Prof. Demmig-Adams, you and your husband both studied at the University of Würzburg, but you said you met at Stanford University. How did you come to meet there?
I studied at the Universität Würzburg, first completing my Staatsexamen in Biology and Chemistry (1979) followed by a doctorate in plant physiology from the Lehrstuhl für Botanik I (1984). I then went to the Department of Plant Biology of the Carnegie Institution of Washington in Palo Alto, California for a two-year postdoctoral appointment.
Shortly after my arrival, William visited the laboratory of my mentor Prof. Olle Björkman, where the two of us met for the first time. William had just begun working on his PhD under the mentorship of Prof. Barry Osmond at the Desert Research Institute in Reno, Nevada, and Prof. Osmond thought that William could benefit from seeing how some experiments were being conducted in Prof.
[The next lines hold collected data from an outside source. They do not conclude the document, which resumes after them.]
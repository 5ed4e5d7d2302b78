use std::sync::OnceLock;

use serde::Deserialize;
use thiserror::Error;

use crate::accounts::domain::{PasswordHash, ValidationError};
use crate::accounts::repository::AccountStore;
use crate::config::AuthConfig;
use crate::db::models::Account;
use crate::db::StoreError;

#[derive(Debug, Clone, Default, Deserialize)]
pub struct LoginRequest {
    pub email: Option<String>,
    #[serde(rename = "password")]
    pub credential: Option<String>,
}

/// Login payload after its credentials resolved to an active account.
#[derive(Debug, Clone)]
pub struct ValidatedLogin {
    pub account: Account,
}

#[derive(Debug, Error)]
pub enum LoginError {
    #[error(transparent)]
    Validation(#[from] ValidationError),

    #[error("Store error: {0}")]
    Store(#[from] StoreError),
}

pub struct CredentialValidator<S> {
    store: S,
    bcrypt_cost: u32,
}

/// Hash checked when no account matches, so a miss costs one bcrypt verify
/// like a wrong credential does.
fn decoy_hash(cost: u32) -> Option<&'static PasswordHash> {
    static DECOY: OnceLock<Option<PasswordHash>> = OnceLock::new();
    DECOY
        .get_or_init(|| PasswordHash::hash("agora-decoy-credential", cost).ok())
        .as_ref()
}

impl<S: AccountStore> CredentialValidator<S> {
    pub fn new(store: S, auth: &AuthConfig) -> Self {
        Self {
            store,
            bcrypt_cost: auth.bcrypt_cost,
        }
    }

    pub async fn validate(&self, request: LoginRequest) -> Result<ValidatedLogin, LoginError> {
        let email = request.email.as_deref().map(str::trim).unwrap_or_default();
        let credential = request.credential.as_deref().unwrap_or_default();
        if email.is_empty() || credential.is_empty() {
            return Err(ValidationError::new("Must include email and password").into());
        }

        let verified = match self.store.find_by_email(email).await? {
            Some(account) => PasswordHash::from_stored(account.password_hash.as_str())
                .verify(credential)
                .then_some(account),
            None => {
                if let Some(decoy) = decoy_hash(self.bcrypt_cost) {
                    decoy.verify(credential);
                }
                None
            }
        };
        let Some(account) = verified else {
            tracing::info!("Rejected login with invalid credentials");
            return Err(ValidationError::new("Invalid credentials").into());
        };

        if !account.is_active {
            tracing::info!(account_id = %account.id, "Rejected login for disabled account");
            return Err(ValidationError::new("User account is disabled").into());
        }

        Ok(ValidatedLogin { account })
    }
}

#[cfg(test)]
mod tests {
    use super::*;
    use crate::accounts::domain::RegistrationRequest;
    use crate::accounts::registrar::IdentityRegistrar;
    use crate::accounts::repository::SqliteAccountStore;
    use crate::config::AuthConfig;
    use crate::db;

    fn login(email: Option<&str>, password: Option<&str>) -> LoginRequest {
        LoginRequest {
            email: email.map(Into::into),
            credential: password.map(Into::into),
        }
    }

    fn auth_config() -> AuthConfig {
        AuthConfig {
            bcrypt_cost: 4,
            ..AuthConfig::default()
        }
    }

    async fn registered_store() -> (SqliteAccountStore, Account, tempfile::TempDir) {
        let (pool, temp) = db::test_pool();
        let store = SqliteAccountStore::new(pool);
        let account = IdentityRegistrar::new(store.clone(), &auth_config())
            .register(RegistrationRequest {
                email: Some("bob@example.com".into()),
                name: Some("Bob".into()),
                bio: None,
                credential: Some("secret1".into()),
                credential_confirm: Some("secret1".into()),
            })
            .await
            .unwrap();
        (store, account, temp)
    }

    fn message(err: LoginError) -> String {
        match err {
            LoginError::Validation(e) => e.0,
            other => panic!("expected validation error, got {other:?}"),
        }
    }

    #[tokio::test]
    async fn test_correct_credentials_resolve_account() {
        let (store, account, _temp) = registered_store().await;
        let validated = CredentialValidator::new(store, &auth_config())
            .validate(login(Some("bob@example.com"), Some("secret1")))
            .await
            .unwrap();
        assert_eq!(validated.account.id, account.id);
    }

    #[tokio::test]
    async fn test_wrong_credential_is_invalid() {
        let (store, _account, _temp) = registered_store().await;
        let err = CredentialValidator::new(store, &auth_config())
            .validate(login(Some("bob@example.com"), Some("wrong-one")))
            .await
            .unwrap_err();
        assert_eq!(message(err), "Invalid credentials");
    }

    #[tokio::test]
    async fn test_unknown_email_is_invalid() {
        let (store, _account, _temp) = registered_store().await;
        let err = CredentialValidator::new(store, &auth_config())
            .validate(login(Some("eve@example.com"), Some("secret1")))
            .await
            .unwrap_err();
        assert_eq!(message(err), "Invalid credentials");
    }

    #[tokio::test]
    async fn test_missing_fields() {
        let (store, _account, _temp) = registered_store().await;
        let validator = CredentialValidator::new(store, &auth_config());
        for req in [
            login(None, Some("secret1")),
            login(Some("bob@example.com"), None),
            login(Some(""), Some("secret1")),
            login(None, None),
        ] {
            let err = validator.validate(req).await.unwrap_err();
            assert_eq!(message(err), "Must include email and password");
        }
    }

    #[tokio::test]
    async fn test_disabled_account() {
        let (store, account, _temp) = registered_store().await;
        store.set_active(account.id, false).await.unwrap();

        let err = CredentialValidator::new(store, &auth_config())
            .validate(login(Some("bob@example.com"), Some("secret1")))
            .await
            .unwrap_err();
        assert_eq!(message(err), "User account is disabled");
    }

    #[test]
    fn test_decoy_hash_matches_no_credential() {
        let decoy = decoy_hash(4).unwrap();
        assert!(!decoy.verify("secret1"));
        assert!(!decoy.verify(""));
    }
}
Björkman’s laboratory.
William returned to Prof. Björkman’s laboratory to conduct some measurements a year later during the summer of 1985, and discovered that we would both be attending a scientific conference in Honolulu on the island of Oahu, Hawaii in September. Neither of us had been to Hawaii before, so we decided to stay a couple of days after the conference to explore the neighboring island of Kauai. Following our return, William invited me to go on a field trip to the desert in Death Valley, where he was conducting research on a cactus (a trip on which Prof. Osmond suffered from heatstroke, even though it was the beginning of October!).
We saw each other every two or three weeks for the next several months until William departed for Australia to complete his research and obtain his PhD from the Australian National University. I returned to Würzburg in March of 1986, where I conducted research in the Lehrstuhl für Botanik II toward my Habilitation in plant biology. William managed to attend a conference in Hamburg in 1986, and I was invited to participate in a conference in Canberra in 1987, after which William took me to his three Australian field sites.
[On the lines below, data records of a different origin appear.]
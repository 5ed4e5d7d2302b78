// Library exports for Agora
// This allows integration tests and the binary to share modules

pub mod accounts;
pub mod auth;
pub mod config;
pub mod db;
pub mod error;
pub mod extractors;
pub mod posts;
pub mod routes;
pub mod state;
William was fortunate to obtain a yearlong NATO Postdoctoral Fellowship, followed by a fellowship from the Alexander von Humboldt Stiftung that supported his research at the Lehtstuhl für Botanik II. It was during this time that our professional collaboration really began to flourish, and the personal relationship blossomed, leading to our marriage in May of 1988.
Thank you very much for this interview!